What is needed: Give back the data below exactly, with every line kept the same.

Data:
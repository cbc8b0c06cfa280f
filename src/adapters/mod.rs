//! Concrete adapter implementations for ports.

pub mod config_cash_adapter;
pub mod csv_adapter;
pub mod file_config_adapter;
//! Evaluation context: a read-only view of one symbol's series as of its latest bar.

use crate::domain::error::ContextError;
use crate::domain::expr::Property;
use crate::domain::indicator::IndicatorType;
use crate::domain::ohlcv::{OhlcvBar, TimeSeries};

#[derive(Debug, Clone)]
pub struct EvaluationContext<'a> {
    series: &'a TimeSeries,
    current: &'a OhlcvBar,
    closes: Vec<f64>,
    volumes: Vec<f64>,
}

impl<'a> EvaluationContext<'a> {
    /// Build a context over `series`. The series must be non-empty and its latest
    /// bar must have finite fields.
    pub fn new(series: &'a TimeSeries) -> Result<Self, ContextError> {
        let current = series.latest().ok_or_else(|| ContextError::EmptySeries {
            symbol: series.symbol.clone(),
        })?;
        if let Some(field) = current.non_finite_field() {
            return Err(ContextError::MalformedBar {
                symbol: series.symbol.clone(),
                field,
            });
        }
        Ok(Self {
            series,
            current,
            closes: series.closes(),
            volumes: series.volumes(),
        })
    }

    pub fn symbol(&self) -> &str {
        &self.series.symbol
    }

    pub fn current_bar(&self) -> &OhlcvBar {
        self.current
    }

    pub fn bar_count(&self) -> usize {
        self.series.len()
    }

    pub fn property(&self, property: Property) -> f64 {
        match property {
            Property::Close | Property::Price => self.current.close,
            Property::Open => self.current.open,
            Property::High => self.current.high,
            Property::Low => self.current.low,
            Property::Volume => self.current.volume,
        }
    }

    pub fn price(&self) -> f64 {
        self.current.close
    }

    /// Indicator value over the whole series; `None` when history is too short.
    pub fn indicator(&self, indicator: IndicatorType) -> Option<f64> {
        indicator.compute(&self.closes, &self.volumes)
    }

    pub fn rsi(&self, period: usize) -> Option<f64> {
        self.indicator(IndicatorType::Rsi(period))
    }

    pub fn sma(&self, period: usize) -> Option<f64> {
        self.indicator(IndicatorType::Sma(period))
    }

    pub fn ema(&self, period: usize) -> Option<f64> {
        self.indicator(IndicatorType::Ema(period))
    }

    pub fn avg_volume(&self, period: usize) -> Option<f64> {
        self.indicator(IndicatorType::AvgVolume(period))
    }
}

Reply to the exercise:
repository cbc8b0c06cfa280f
filename src/adapters/mod.rs
//! Concrete adapter implementations for ports.

pub mod config_cash_adapter;
pub mod csv_adapter;
pub mod file_config_adapter;
//! Evaluation context: a read-only view of one symbol's series as of its latest bar.

use crate::domain::error::ContextError;
use crate::domain::expr::Property;
use crate::domain::indicator::IndicatorType;
use crate::domain::ohlcv::{OhlcvBar, TimeSeries};

#[derive(Debug, Clone)]
pub struct EvaluationContext<'a> {
    series: &'a TimeSeries,
    current: &'a OhlcvBar,
    closes: Vec<f64>,
    volumes: Vec<f64>,
}

impl<'a> EvaluationContext<'a> {
    /// Build a context over `series`. The series must be non-empty and its latest
    /// bar must have finite fields.
    pub fn new(series: &'a TimeSeries) -> Result<Self, ContextError> {
        let current = series.latest().ok_or_else(|| ContextError::EmptySeries {
            symbol: series.symbol.clone(),
        })?;
        if let Some(field) = current.non_finite_field() {
            return Err(ContextError::MalformedBar {
                symbol: series.symbol.clone(),
                field,
            });
        }
        Ok(Self {
            series,
            current,
            closes: series.closes(),
            volumes: series.volumes(),
        })
    }

    pub fn symbol(&self) -> &str {
        &self.series.symbol
    }

    pub fn current_bar(&self) -> &OhlcvBar {
        self.current
    }

    pub fn bar_count(&self) -> usize {
        self.series.len()
    }

    pub fn property(&self, property: Property) -> f64 {
        match property {
            Property::Close | Property::Price => self.current.close,
            Property::Open => self.current.open,
            Property::High => self.current.high,
            Property::Low => self.current.low,
            Property::Volume => self.current.volume,
        }
    }

    pub fn price(&self) -> f64 {
        self.current.close
    }

    /// Indicator value over the whole series; `None` when history is too short.
    pub fn indicator(&self, indicator: IndicatorType) -> Option<f64> {
        indicator.compute(&self.closes, &self.volumes)
    }

    pub fn rsi(&self, period: usize) -> Option<f64> {
        self.indicator(IndicatorType::Rsi(period))
    }

    pub fn sma(&self, period: usize) -> Option<f64> {
        self.indicator(IndicatorType::Sma(period))
    }

    pub fn ema(&self, period: usize) -> Option<f64> {
        self.indicator(IndicatorType::Ema(period))
    }

    pub fn avg_volume(&self, period: usize) -> Option<f64> {
        self.indicator(IndicatorType::AvgVolume(period))
    }
}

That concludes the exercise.